Figure 7.

Combination scL-53 and PD-1 mAb induces CD8 and host STING-dependent rejection of a subset of established MOC1 tumors. Individual growth curves (A) and survival (B) following treatment of established MOC1 tumors (n = 9–10 mice/condition) with scL-53 (30 μg/injection, twice weekly x 3 weeks) alone or in combination with PD-1 mAb (200 μg twice weekly 3 weeks). C, treated MOC1 tumor-bearing mouse weight was plotted over time. D, treatment with combination scL-53 plus PD-1 mAb as in A was repeated with or without CD8+ cell depletion (clone YTS 169.4, n = 5 mice/condition)).
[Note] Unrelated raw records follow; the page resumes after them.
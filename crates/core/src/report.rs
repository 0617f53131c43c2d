//! Text rendering and the shared output sink.
//!
//! The line layouts here are an output contract: tools downstream of the
//! monitor parse them, so field labels, spacing and column widths must not
//! drift.
//!
//! # Packet Lines
//!
//! ```text
//! <node> <time> Packet Rx: == ACK ==
//! <node> <time> Packet Rx: == Corrupted Packet! ==
//! <node> <time> Packet Tx: <TR BEACON>  Seq No: 5 Parent: 16 HopCount: 2 estEntries: 3
//! <node> <time> Packet Tx: DID: 10 SID: 11 DST ADDR: 1 SRC ADDR: 2 TYPE: 32 LEN: 2 DATA: de ad
//! ```
//!
//! This layout intentionally differs from the legacy monitor output, which
//! put two spaces after `<TR DATA>` and a trailing space after each DATA byte.
//!
//! # Statistics Rows
//!
//! Name left-justified in 22 columns, then count (8), mean (10), std-dev
//! (10), max (9) and min (9) right-justified, columns separated by two
//! spaces. Every number but the count is printed as a single-precision
//! float.
//!
//! # Output Sink
//!
//! Several node timelines may report at once. `OutputSink` holds the lock
//! for the whole of one multi-line report, so lines from different nodes
//! never interleave inside a report.

use crate::error::Result;
use crate::packet::DecodedPacket;
use crate::stats::StatsReport;
use crate::tree_routing::SubProtocolRecord;
use std::io::{self, Write};
use std::sync::{Arc, Mutex, MutexGuard};

/// Payload text for a 3-byte acknowledgement frame.
pub const ACK_MARKER: &str = "== ACK ==";

/// Payload text for a frame whose envelope failed validation.
pub const CORRUPTED_MARKER: &str = "== Corrupted Packet! ==";

/// Column header for value statistics tables.
pub const STATS_HEADER: &str =
    " name                       count         avg       std          max        min";

/// Width of the thin separator under a table header.
pub const LINE_WIDTH: usize = 78;

/// Identify the node and simulated time a line belongs to.
pub fn node_time_prefix(node: u32, time: u64) -> String {
    format!("{:>4}  {:>10}", node, time)
}

/// Render everything after `Packet <Tx|Rx>: `.
pub fn render_payload(packet: &DecodedPacket) -> String {
    if packet.is_ack() {
        return ACK_MARKER.to_string();
    }

    let envelope = &packet.envelope;
    if !envelope.valid {
        return CORRUPTED_MARKER.to_string();
    }

    match packet.record {
        SubProtocolRecord::DataMsg {
            origin_addr,
            seqno,
            hopcount,
            origin_hopcount,
            dest_module,
            parent,
        } => format!(
            "<TR DATA> Origin: {origin_addr} Seq. No: {seqno} HopCount: {hopcount} \
             Origin HopCount: {origin_hopcount} Dest PID: {dest_module} Parent Addr: {parent}"
        ),
        SubProtocolRecord::Beacon {
            seqno,
            parent,
            hopcount,
            est_entries,
        } => format!(
            "<TR BEACON>  Seq No: {seqno} Parent: {parent} HopCount: {hopcount} \
             estEntries: {est_entries}"
        ),
        SubProtocolRecord::NotApplicable => {
            let data: Vec<String> = envelope.payload.iter().map(|b| format!("{b:x}")).collect();
            format!(
                "DID: {} SID: {} DST ADDR: {} SRC ADDR: {} TYPE: {} LEN: {} DATA: {}",
                envelope.dst_module,
                envelope.src_module,
                envelope.dst_addr,
                envelope.src_addr,
                envelope.msg_type,
                envelope.length,
                data.join(" ")
            )
        }
    }
}

/// Render a complete packet line.
pub fn render_packet_line(prefix: &str, packet: &DecodedPacket) -> String {
    format!(
        "{} Packet {}: {}",
        prefix,
        packet.direction.label(),
        render_payload(packet)
    )
}

/// Render one fixed-width statistics row.
pub fn render_stats_row(name: &str, report: &StatsReport) -> String {
    format!(
        " {:<22}  {:>8}  {:>10}  {:>10}  {:>9}  {:>9}",
        name,
        report.count,
        float_text(report.mean),
        float_text(report.std_dev),
        float_text(report.max as f64),
        float_text(report.min as f64),
    )
}

/// Render a titled statistics table: title, header, separator, one row
/// per accumulator in the given order.
pub fn render_stats_table<'a, I>(title: Option<&str>, header: &str, rows: I) -> Vec<String>
where
    I: IntoIterator<Item = (&'a str, StatsReport)>,
{
    let mut lines = Vec::new();
    if let Some(title) = title {
        lines.push(title.to_string());
    }
    lines.push(header.to_string());
    lines.push(separator());
    lines.extend(rows.into_iter().map(|(name, report)| render_stats_row(name, &report)));
    lines
}

/// Render the four aggregate quantities of a packet monitor.
pub fn render_quantities(quantities: &[(&str, u64)]) -> Vec<String> {
    quantities
        .iter()
        .map(|(label, value)| format!("{label}: {value}"))
        .collect()
}

/// Thin separator line.
pub fn separator() -> String {
    "-".repeat(LINE_WIDTH)
}

/// Single-precision text form of a statistics column.
///
/// Plain decimal with at least one fractional digit for magnitudes in
/// `[1e-3, 1e7)`, otherwise `d.dddE<exp>` (`5.0`, `0.25`, `2.0E7`,
/// `9.223372E18`, `1.5E-4`, `NaN`). Digits are the shortest that round-trip
/// the `f32`.
fn float_text(value: f64) -> String {
    let value = value as f32;
    if value.is_nan() {
        return "NaN".to_string();
    }
    if value.is_infinite() {
        let sign = if value < 0.0 { "-" } else { "" };
        return format!("{sign}Infinity");
    }

    let magnitude = value.abs();
    if magnitude == 0.0 || (1e-3..1e7).contains(&magnitude) {
        return format!("{value:?}");
    }

    let scientific = format!("{value:e}");
    let (mantissa, exponent) = scientific.split_once('e').unwrap_or((scientific.as_str(), "0"));
    if mantissa.contains('.') {
        format!("{mantissa}E{exponent}")
    } else {
        format!("{mantissa}.0E{exponent}")
    }
}

/// Shared, serialised destination for report text.
///
/// Cloning gives another handle to the same destination.
#[derive(Clone)]
pub struct OutputSink {
    writer: Arc<Mutex<Box<dyn Write + Send>>>,
}

impl OutputSink {
    pub fn new<W: Write + Send + 'static>(writer: W) -> Self {
        Self {
            writer: Arc::new(Mutex::new(Box::new(writer))),
        }
    }

    /// Sink writing to standard output.
    pub fn stdout() -> Self {
        Self::new(io::stdout())
    }

    /// Sink writing into memory, with a handle to read what was written.
    pub fn capture() -> (Self, CapturedOutput) {
        let buffer = CapturedOutput::default();
        (Self::new(buffer.clone()), buffer)
    }

    /// Write a group of lines as one uninterrupted report.
    ///
    /// The lock is held until every line is written and flushed; it is
    /// released when the guard drops, on success or error alike.
    pub fn emit<I, S>(&self, lines: I) -> Result<()>
    where
        I: IntoIterator<Item = S>,
        S: AsRef<str>,
    {
        let mut writer = self.lock();
        for line in lines {
            writeln!(writer, "{}", line.as_ref())?;
        }
        writer.flush()?;
        Ok(())
    }

    pub fn emit_line(&self, line: &str) -> Result<()> {
        self.emit(std::iter::once(line))
    }

    fn lock(&self) -> MutexGuard<'_, Box<dyn Write + Send>> {
        // A panic in another reporter leaves the text intact; keep writing
        self.writer.lock().unwrap_or_else(|poisoned| poisoned.into_inner())
    }
}

impl std::fmt::Debug for OutputSink {
    fn fmt(&self, f: &mut std::fmt::Formatter<'_>) -> std::fmt::Result {
        f.debug_struct("OutputSink").finish_non_exhaustive()
    }
}

/// In-memory writer shared between an `OutputSink` and its reader.
#[derive(Debug, Clone, Default)]
pub struct CapturedOutput {
    buffer: Arc<Mutex<Vec<u8>>>,
}

impl CapturedOutput {
    /// Everything written so far, as text.
    pub fn contents(&self) -> String {
        let buffer = self.buffer.lock().unwrap_or_else(|poisoned| poisoned.into_inner());
        String::from_utf8_lossy(&buffer).into_owned()
    }

    pub fn lines(&self) -> Vec<String> {
        self.contents().lines().map(str::to_string).collect()
    }
}

impl Write for CapturedOutput {
    fn write(&mut self, buf: &[u8]) -> io::Result<usize> {
        let mut buffer = self.buffer.lock().unwrap_or_else(|poisoned| poisoned.into_inner());
        buffer.extend_from_slice(buf);
        Ok(buf.len())
    }

    fn flush(&mut self) -> io::Result<()> {
        Ok(())
    }
}

#[cfg(test)]
mod tests {
    use super::*;
    use crate::channel::Direction;
    use crate::envelope::Envelope;
    use crate::stats::OnlineStats;

    fn packet(raw_len: usize, envelope: Envelope, record: SubProtocolRecord) -> DecodedPacket {
        DecodedPacket {
            seq: 0,
            direction: Direction::Receive,
            raw_len,
            truncated: 0,
            envelope,
            record,
        }
    }

    #[test]
    fn test_ack_wins_over_everything() {
        let envelope = Envelope::decode(&[1, 2, 3]);
        let line = render_payload(&packet(3, envelope, SubProtocolRecord::NotApplicable));
        assert_eq!(line, "== ACK ==");
    }

    #[test]
    fn test_corrupted_marker() {
        let envelope = Envelope::decode(&[1, 2, 3, 4]);
        let line = render_payload(&packet(10, envelope, SubProtocolRecord::NotApplicable));
        assert_eq!(line, "== Corrupted Packet! ==");
    }

    #[test]
    fn test_generic_envelope_line() {
        let envelope = Envelope::decode(&Envelope::encode(10, 11, 1, 2, 32, &[0xDE, 0x0A, 0x00]));
        let line = render_payload(&packet(17, envelope, SubProtocolRecord::NotApplicable));
        assert_eq!(
            line,
            "DID: 10 SID: 11 DST ADDR: 1 SRC ADDR: 2 TYPE: 32 LEN: 3 DATA: de a 0"
        );
    }

    #[test]
    fn test_beacon_line() {
        let envelope = Envelope::decode(&Envelope::encode(141, 141, 0, 0, 33, &[0; 6]));
        let record = SubProtocolRecord::Beacon {
            seqno: 5,
            parent: 16,
            hopcount: 2,
            est_entries: 3,
        };
        assert_eq!(
            render_payload(&packet(20, envelope, record)),
            "<TR BEACON>  Seq No: 5 Parent: 16 HopCount: 2 estEntries: 3"
        );
    }

    #[test]
    fn test_data_line() {
        let envelope = Envelope::decode(&Envelope::encode(141, 141, 0, 0, 34, &[0; 10]));
        let record = SubProtocolRecord::DataMsg {
            origin_addr: 4,
            seqno: 9,
            hopcount: 1,
            origin_hopcount: 3,
            dest_module: 128,
            parent: 2,
        };
        assert_eq!(
            render_payload(&packet(24, envelope, record)),
            "<TR DATA> Origin: 4 Seq. No: 9 HopCount: 1 Origin HopCount: 3 \
             Dest PID: 128 Parent Addr: 2"
        );
    }

    #[test]
    fn test_packet_line_prefix_and_direction() {
        let mut decoded = packet(3, Envelope::decode(&[]), SubProtocolRecord::NotApplicable);
        decoded.direction = Direction::Transmit;

        let line = render_packet_line(&node_time_prefix(2, 1500), &decoded);
        assert_eq!(line, "   2        1500 Packet Tx: == ACK ==");
    }

    #[test]
    fn test_stats_row_layout() {
        let mut stats = OnlineStats::new();
        for v in [2, 4, 4, 4, 5, 5, 7, 9] {
            stats.record(v);
        }

        let row = render_stats_row("alloc", &stats.report());
        assert_eq!(
            row,
            " alloc                          8         5.0         2.0        9.0        2.0"
        );
        assert_eq!(STATS_HEADER.len(), row.len());
    }

    #[test]
    fn test_empty_stats_row_renders_nan() {
        let row = render_stats_row("idle", &OnlineStats::new().report());
        assert!(row.contains("NaN"));
        // min never moved off i64::MAX
        assert!(row.ends_with("  9.223372E18"), "{row:?}");
    }

    #[test]
    fn test_large_values_use_exponent_form() {
        let mut stats = OnlineStats::new();
        stats.record(20_000_000);

        let row = render_stats_row("ticks", &stats.report());
        assert_eq!(
            row,
            " ticks                          1       2.0E7         0.0      2.0E7      2.0E7"
        );
        assert_eq!(row.len(), STATS_HEADER.len());
    }

    #[test]
    fn test_float_text_forms() {
        assert_eq!(float_text(5.0), "5.0");
        assert_eq!(float_text(0.0), "0.0");
        assert_eq!(float_text(0.25), "0.25");
        assert_eq!(float_text(0.001), "0.001");
        assert_eq!(float_text(9_999_999.0), "9999999.0");
        assert_eq!(float_text(10_000_000.0), "1.0E7");
        assert_eq!(float_text(123_456_789.0), "1.2345679E8");
        assert_eq!(float_text(0.00015), "1.5E-4");
        assert_eq!(float_text(-2.5e9), "-2.5E9");
        assert_eq!(float_text(f64::NAN), "NaN");
    }

    #[test]
    fn test_stats_table() {
        let mut stats = OnlineStats::new();
        stats.record(1);

        let rows = [("alloc", stats.report())];
        let lines = render_stats_table(Some("Heap Profile: "), STATS_HEADER, rows);
        assert_eq!(lines.len(), 4);
        assert_eq!(lines[0], "Heap Profile: ");
        assert_eq!(lines[1], STATS_HEADER);
        assert_eq!(lines[2].len(), LINE_WIDTH);
        assert!(lines[3].starts_with(" alloc "));
    }

    #[test]
    fn test_quantities() {
        let lines = render_quantities(&[("Bytes sent", 3), ("Packets sent", 1)]);
        assert_eq!(lines, vec!["Bytes sent: 3", "Packets sent: 1"]);
    }

    #[test]
    fn test_emit_keeps_report_together() {
        let (sink, output) = OutputSink::capture();
        let workers: Vec<_> = (0..4)
            .map(|node| {
                let sink = sink.clone();
                std::thread::spawn(move || {
                    for _ in 0..20 {
                        let lines: Vec<String> =
                            (0..5).map(|i| format!("node {node} line {i}")).collect();
                        sink.emit(&lines).unwrap();
                    }
                })
            })
            .collect();
        for worker in workers {
            worker.join().unwrap();
        }

        let lines = output.lines();
        assert_eq!(lines.len(), 4 * 20 * 5);
        for report in lines.chunks(5) {
            let node = report[0].split_whitespace().nth(1).unwrap();
            for (i, line) in report.iter().enumerate() {
                assert_eq!(line, &format!("node {node} line {i}"));
            }
        }
    }
}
E, naïve WT B6 mice or WT B6 mice that rejected established MOC1 tumors after combination scL-53 and PD-1 mAb treatment were challenged with subcutaneous injection of 3 × 10⁶ MOC1 cells and followed for tumor engraftment. F, MOC1 tumors were established in STING-deficient mice (GT; Tmem173^gt, n = 5 mice/condition) and scL-53 treatment was repeated with or without PD-1 mAb as in A. Summary growth curves were analyzed via ANOVA of tumor volume at day 40 after tumor engraftment. For all in vivo experiments, shown are representative results from one of two independent experiments. Control mice for these experiments received TVI of PBS and IP injection of 200 μg of rat IgG2 Ab twice weekly. *, p < 0.05; **, p < 0.01; ***, P,0.001.